Two months later, Kidder and other Rangers went to Morenci to quell the mine strikes and riots. Kidder had a reputation as being quiet, having little to say, unless he was drinking. When drunk, he was known to be loud mouthed and quarrelsome. Tom Rynning, an Arizona Ranger Captain, would later claim that he never saw any man faster with a gun on a quick draw than Jeff Kidder.

Kidder began working to control cattle rustling along the United States/Mexico border near Nogales, often working alone, but sometimes joined by Rangers Fred Rankin, Billy Old, and Bill Sparks. In early 1904, Kidder and Rankin intercepted gunrunners near the border, which resulted in a gunbattle. Kidder shot and killed one of the outlaws, with Rankin shooting the horse out from under another. The two Rangers confiscated several weapons and 10,000 rounds of ammunition. Kidder had numerous other clashes with gunrunners on the border, leading to intelligence reports that he was to be targeted by the Mexican Border Police, who were involved in the gunrunning business with the outlaws.

Kidder, Rankin, Sparks and Old had all received commissions from Mexican General Luis E. Torres, commander of the northern district of Sonora, authorizing them to enter into Mexico if need be in pursuit of outlaws. In the fall of 1907, Kidder and a Benson, Arizona Constable fought and captured one bandit and dispersed several others who were smuggling arms and gunpowder. By this time, Kidder had a sizable reputation on the border and in Mexico. He was promoted to sergeant in early 1908.

Gunfight and Death:

In late March 1908, Kidder pursued gunrunners into Mexico. He entered Naco, Sonora on April 3, 1908, and in a small cantina he located his suspects. A gunfight erupted between Kidder and Delores Quias and Tomas Amador, both of whom were Mexican policemen, resulting in both suspects being wounded, and their wounding Kidder. Two Mexican police, in business with the outlaws, burst into the cantina and fired at Kidder, hitting him in the gut. Kidder, alone and outnumbered, continued the fight, returning fire on the two officers, killing them both. Kidder was badly wounded, the bullet having ripped through his intestines and exiting his back, leaving him lying on the floor.

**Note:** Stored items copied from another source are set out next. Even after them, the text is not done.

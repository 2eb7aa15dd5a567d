//! Store Scenario Tests
//!
//! End-to-end behaviour of `ContentStore` over in-memory storage.

use crate::config::{Collection, KeyLayout, StoreConfig};
use crate::defaults::Defaults;
use crate::error::{StorageError, StoreError};
use crate::model::{GalleryItem, MediaKind, Platform, SocialLink};
use crate::reconcile::{Fallback, LoadSource};
use crate::storage::{KeyValueStorage, MemoryStorage};
use crate::store::ContentStore;

fn photo(id: &str) -> GalleryItem {
    GalleryItem::new(id, format!("data:image/jpeg;base64,{}", id), MediaKind::Image)
}

fn empty_store() -> ContentStore<MemoryStorage> {
    ContentStore::open(MemoryStorage::new(), StoreConfig::default(), Defaults::empty())
}

fn gallery_ids<S: KeyValueStorage>(store: &ContentStore<S>) -> Vec<String> {
    store.gallery().iter().map(|p| p.id.clone()).collect()
}

#[test]
fn test_fresh_storage_yields_bundled_defaults() {
    let store = ContentStore::with_defaults(MemoryStorage::new());
    let defaults = Defaults::bundled();

    assert_eq!(store.gallery(), defaults.gallery.as_slice());
    assert_eq!(store.schedule(), defaults.schedule.as_slice());
    assert_eq!(store.social_links(), defaults.social.as_slice());
    assert_eq!(store.hero_image(), defaults.hero_image);
    assert_eq!(store.profile_image(), defaults.profile_image);

    for collection in Collection::ALL {
        assert_eq!(
            store.load_report().source(collection),
            LoadSource::Defaulted(Fallback::Missing)
        );
    }
}

#[test]
fn test_loading_does_not_write() {
    let store = ContentStore::with_defaults(MemoryStorage::new());
    assert!(store.storage().is_empty());
}

#[test]
fn test_add_then_remove_gallery_item() {
    let mut store = empty_store();

    store
        .add_gallery_item(GalleryItem::new("p1", "data:...", MediaKind::Image))
        .unwrap();
    assert_eq!(gallery_ids(&store), vec!["p1"]);

    store.remove_gallery_item("p1").unwrap();
    assert!(store.gallery().is_empty());
    assert_eq!(store.storage().get_item("gallery").unwrap().as_deref(), Some("[]"));
}

#[test]
fn test_gallery_survives_reopen() {
    let storage = MemoryStorage::new();
    {
        let mut store = ContentStore::open(&storage, StoreConfig::default(), Defaults::bundled());
        store.add_gallery_item(photo("fresh")).unwrap();
        store.remove_gallery_item("p3").unwrap();
    }

    let reopened = ContentStore::open(&storage, StoreConfig::default(), Defaults::bundled());
    assert_eq!(reopened.load_report().gallery, LoadSource::Stored);
    assert_eq!(reopened.gallery().len(), 12);
    assert_eq!(reopened.gallery()[0].id, "fresh");
    assert!(reopened.gallery().iter().all(|p| p.id != "p3"));
}

#[test]
fn test_schedule_not_restored_after_reopen() {
    let storage = MemoryStorage::new();
    {
        let mut store = ContentStore::open(&storage, StoreConfig::default(), Defaults::bundled());
        store
            .add_schedule_event(crate::model::ScheduleEvent {
                id: "e1".to_string(),
                day: crate::model::Weekday::Tue,
                time: "18:00".to_string(),
                title_en: "Match".to_string(),
                title_zh: "比赛".to_string(),
                location: None,
                kind: None,
            })
            .unwrap();
        assert!(storage.contains("schedule"));
    }

    let reopened = ContentStore::open(&storage, StoreConfig::default(), Defaults::bundled());
    assert!(reopened.schedule().is_empty());
    assert_eq!(
        reopened.load_report().schedule,
        LoadSource::Defaulted(Fallback::Discarded)
    );
    assert!(!storage.contains("schedule"));
}

#[test]
fn test_update_unknown_id_is_noop() {
    let mut store = ContentStore::with_defaults(MemoryStorage::new());
    let before = store.gallery().to_vec();

    store.update_gallery_item(photo("nope")).unwrap();
    assert_eq!(store.gallery(), before.as_slice());

    let mut cropped = store.gallery()[4].clone();
    cropped.transform = Some(crate::model::Transform { x: 12.0, y: -3.0, scale: 1.6 });
    store.update_gallery_item(cropped.clone()).unwrap();
    assert_eq!(store.gallery()[4], cropped);
    assert_eq!(store.gallery().len(), before.len());
}

#[test]
fn test_delete_keeps_relative_order() {
    let mut store = ContentStore::with_defaults(MemoryStorage::new());
    store.remove_gallery_item("p5").unwrap();
    store.delete_social_link("s2").unwrap();

    let expected: Vec<String> = (1..=12).filter(|n| *n != 5).map(|n| format!("p{}", n)).collect();
    assert_eq!(gallery_ids(&store), expected);

    let social: Vec<&str> = store.social_links().iter().map(|l| l.id.as_str()).collect();
    assert_eq!(social, vec!["s1", "s3", "s4"]);
}

#[test]
fn test_social_link_appended_and_merged_on_reopen() {
    let storage = MemoryStorage::new();
    {
        let mut store = ContentStore::open(&storage, StoreConfig::default(), Defaults::bundled());
        let mut youtube = store.social_links()[0].clone();
        youtube.followers = "75K".to_string();
        store.update_social_link(youtube).unwrap();
        store
            .add_social_link(SocialLink {
                id: "1717".to_string(),
                platform: Platform::from("douyin"),
                handle: "rilliex".to_string(),
                url: "https://douyin.com".to_string(),
                followers: "10K".to_string(),
            })
            .unwrap();
        assert_eq!(store.social_links().last().unwrap().id, "1717");
    }

    let reopened = ContentStore::open(&storage, StoreConfig::default(), Defaults::bundled());
    assert_eq!(reopened.load_report().social, LoadSource::Merged);
    assert_eq!(reopened.social_links().len(), 5);
    assert_eq!(reopened.social_links()[0].followers, "75K");
    assert_eq!(reopened.social_links()[4].platform, Platform::Other("douyin".to_string()));
}

#[test]
fn test_deleted_default_social_link_comes_back() {
    let storage = MemoryStorage::new();
    {
        let mut store = ContentStore::open(&storage, StoreConfig::default(), Defaults::bundled());
        store.delete_social_link("s3").unwrap();
        assert_eq!(store.social_links().len(), 3);
    }

    let reopened = ContentStore::open(&storage, StoreConfig::default(), Defaults::bundled());
    assert_eq!(reopened.social_links(), Defaults::bundled().social.as_slice());
}

#[test]
fn test_legacy_profile_image_replaced() {
    let storage = MemoryStorage::with_entries([(
        "profile",
        "https://images.unsplash.com/photo-1554068865?w=400",
    )]);
    let store = ContentStore::with_defaults(storage);

    assert_eq!(store.profile_image(), Defaults::bundled().profile_image);
    assert_eq!(store.load_report().profile, LoadSource::Defaulted(Fallback::Legacy));
}

#[test]
fn test_write_failure_keeps_memory_state() {
    let mut store = ContentStore::open(
        MemoryStorage::with_quota(64),
        StoreConfig::default(),
        Defaults::empty(),
    );

    let big = GalleryItem::new("big", format!("data:image/png;base64,{}", "A".repeat(200)), MediaKind::Image);
    let err = store.add_gallery_item(big).unwrap_err();

    assert_eq!(err.collection(), Collection::Gallery);
    assert!(matches!(
        err,
        StoreError::Persist { source: StorageError::QuotaExceeded { .. }, .. }
    ));
    assert_eq!(err.user_message(), "Storage full! Try deleting some old photos.");
    assert_eq!(gallery_ids(&store), vec!["big"]);
    assert!(!store.storage().contains("gallery"));

    // Freeing space lets the next write through
    store.remove_gallery_item("big").unwrap();
    assert_eq!(store.storage().get_item("gallery").unwrap().as_deref(), Some("[]"));
}

#[test]
fn test_hero_write_failure_reported() {
    let mut store = ContentStore::open(
        MemoryStorage::with_quota(32),
        StoreConfig::default(),
        Defaults::bundled(),
    );
    let err = store.set_hero_image("x".repeat(100)).unwrap_err();

    assert_eq!(err.collection(), Collection::Hero);
    assert_eq!(err.to_string(), "failed to save hero: storage quota exceeded while writing hero");
    assert_eq!(store.hero_image().len(), 100);
}

#[test]
fn test_namespaced_keys_used_for_reads_and_writes() {
    let config = StoreConfig::default().with_keys(KeyLayout::namespaced("rilliex", 1));
    let storage = MemoryStorage::with_entries([("rilliex_hero_v1", "/image/7.jpg")]);
    let mut store = ContentStore::open(storage, config, Defaults::bundled());

    assert_eq!(store.hero_image(), "/image/7.jpg");
    store.add_gallery_item(photo("n1")).unwrap();
    assert!(store.storage().contains("rilliex_gallery_v1"));
    assert!(!store.storage().contains("gallery"));
}

#[test]
fn test_adding_existing_gallery_id_changes_nothing() {
    let storage = MemoryStorage::new();
    let mut store = ContentStore::open(&storage, StoreConfig::default(), Defaults::bundled());
    store.add_gallery_item(photo("fresh")).unwrap();
    let saved_before = storage.get_item("gallery").unwrap();

    let err = store.add_gallery_item(photo("p3")).unwrap_err();
    assert!(matches!(
        &err,
        StoreError::DuplicateId { collection: Collection::Gallery, id } if id == "p3"
    ));
    assert_eq!(store.gallery().len(), 13);
    assert_eq!(store.gallery().iter().filter(|p| p.id == "p3").count(), 1);
    assert_eq!(storage.get_item("gallery").unwrap(), saved_before);

    // update and remove still address exactly one record
    let mut edited = store.gallery().iter().find(|p| p.id == "p3").unwrap().clone();
    edited.alt = "edited".to_string();
    store.update_gallery_item(edited).unwrap();
    store.remove_gallery_item("p3").unwrap();
    assert_eq!(store.gallery().len(), 12);
}

#[test]
fn test_adding_existing_default_id_on_fresh_storage_writes_nothing() {
    let mut store = ContentStore::with_defaults(MemoryStorage::new());

    let err = store.add_gallery_item(photo("p3")).unwrap_err();
    assert_eq!(err.collection(), Collection::Gallery);
    assert_eq!(store.gallery().len(), 12);
    assert!(!store.storage().contains("gallery"));
}

#[test]
fn test_adding_existing_schedule_and_social_ids_rejected() {
    let mut store = ContentStore::with_defaults(MemoryStorage::new());
    let event = crate::model::ScheduleEvent {
        id: "e1".to_string(),
        day: crate::model::Weekday::Mon,
        time: "09:00".to_string(),
        title_en: "Filming".to_string(),
        title_zh: String::new(),
        location: None,
        kind: None,
    };
    store.add_schedule_event(event.clone()).unwrap();
    let err = store.add_schedule_event(event).unwrap_err();
    assert_eq!(err.collection(), Collection::Schedule);
    assert_eq!(store.schedule().len(), 1);

    let duplicate = store.social_links()[1].clone();
    let err = store.add_social_link(duplicate).unwrap_err();
    assert_eq!(err.user_message(), "The social already has an entry with id s2.");
    assert_eq!(store.social_links().len(), 4);
}
//! Test fixtures: registries, sample entries and schema documents.

use directory_core::{Dn, Entry, SchemaRegistry};
use std::sync::Arc;

/// Route library logging to the test harness. Safe to call repeatedly.
pub fn init_logging() {
    let _ = env_logger::builder().is_test(true).try_init();
}

/// A registry holding the embedded core and operational schemas.
pub fn registry() -> Arc<SchemaRegistry> {
    init_logging();
    Arc::new(SchemaRegistry::new().expect("Failed to create schema registry"))
}

/// The entry used throughout the lifecycle scenarios.
pub fn person_entry(registry: &Arc<SchemaRegistry>) -> Entry {
    let mut entry = Entry::new(
        Arc::clone(registry),
        Dn::new("cn=test,ou=system").expect("valid DN"),
    );
    entry.add("cn", ["test1", "test2"]).expect("cn is embedded");
    entry.add("sn", ["Test1", "Test2"]).expect("sn is embedded");
    entry
        .add("userPassword", [vec![0x61u8, 0x62]])
        .expect("userPassword is embedded");
    entry
}

/// An entry with four user attributes and two directory-operation attributes.
pub fn entry_with_operational(registry: &Arc<SchemaRegistry>) -> Entry {
    let mut entry = person_entry(registry);
    entry
        .add("objectClass", ["top", "person"])
        .expect("objectClass is embedded");
    entry
        .add("createTimestamp", ["20240101120000Z"])
        .expect("createTimestamp is embedded");
    entry
        .add("creatorsName", ["cn=admin,ou=system"])
        .expect("creatorsName is embedded");
    entry
}

/// A schema document extending the embedded schemas.
pub const CUSTOM_SCHEMA_JSON: &str = r#"{
    "id": "example",
    "name": "Example Corp",
    "description": "Site-specific attribute types",
    "attributeTypes": [
        {
            "oid": "1.3.6.1.4.1.99999.1.1",
            "names": ["badgeNumber", "badge"],
            "syntax": "1.3.6.1.4.1.1466.115.121.1.27",
            "equality": "integerMatch",
            "singleValued": true
        },
        {
            "oid": "1.3.6.1.4.1.99999.1.2",
            "names": ["nickName"],
            "sup": "name"
        },
        {
            "oid": "1.3.6.1.4.1.99999.1.3",
            "names": ["badgePhoto"],
            "syntax": "1.3.6.1.4.1.1466.115.121.1.28"
        },
        {
            "oid": "1.3.6.1.4.1.99999.1.4",
            "names": ["lastBadgeSwipe"],
            "syntax": "1.3.6.1.4.1.1466.115.121.1.24",
            "equality": "generalizedTimeMatch",
            "singleValued": true,
            "usage": "directoryOperation"
        }
    ]
}"#;
//! Common test utilities.
//!
//! Fixtures live in [`fixtures`]; the assertion macros below match on
//! [`directory_core::DirectoryError`] variants.

pub mod fixtures;

pub use fixtures::*;

/// Assert that a result failed with the given `DirectoryError` variant pattern.
#[macro_export]
macro_rules! assert_directory_error {
    ($result:expr, $error_variant:pat) => {
        match $result {
            Err($error_variant) => {}
            Ok(_) => panic!(
                "Expected error {}, but the operation succeeded",
                stringify!($error_variant)
            ),
            Err(other) => panic!(
                "Expected error {}, got {:?}",
                stringify!($error_variant),
                other
            ),
        }
    };
}

/// Assert that an error's message contains a substring.
#[macro_export]
macro_rules! assert_error_message_contains {
    ($result:expr, $substring:expr) => {
        match $result {
            Err(err) => assert!(
                err.to_string().contains($substring),
                "Error message '{}' does not contain '{}'",
                err,
                $substring
            ),
            Ok(_) => panic!(
                "Expected error containing '{}', but the operation succeeded",
                $substring
            ),
        }
    };
}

Kidder, realizing he was in trouble, staggered to his feet and walked into the night and began attempting to reach the US border several hundred yards away. Several Mexican policemen and civilians stood between him and the border by this point and they began firing at Kidder. Ranger Kidder then attempted to return fire, but his gun was empty, so he veered to his right heading for the boundary. Taking cover, he reloaded and shot one of the civilians who came within his range, killing the man. Kidder continued to return fire until his ammunition was expended, at which point he surrendered.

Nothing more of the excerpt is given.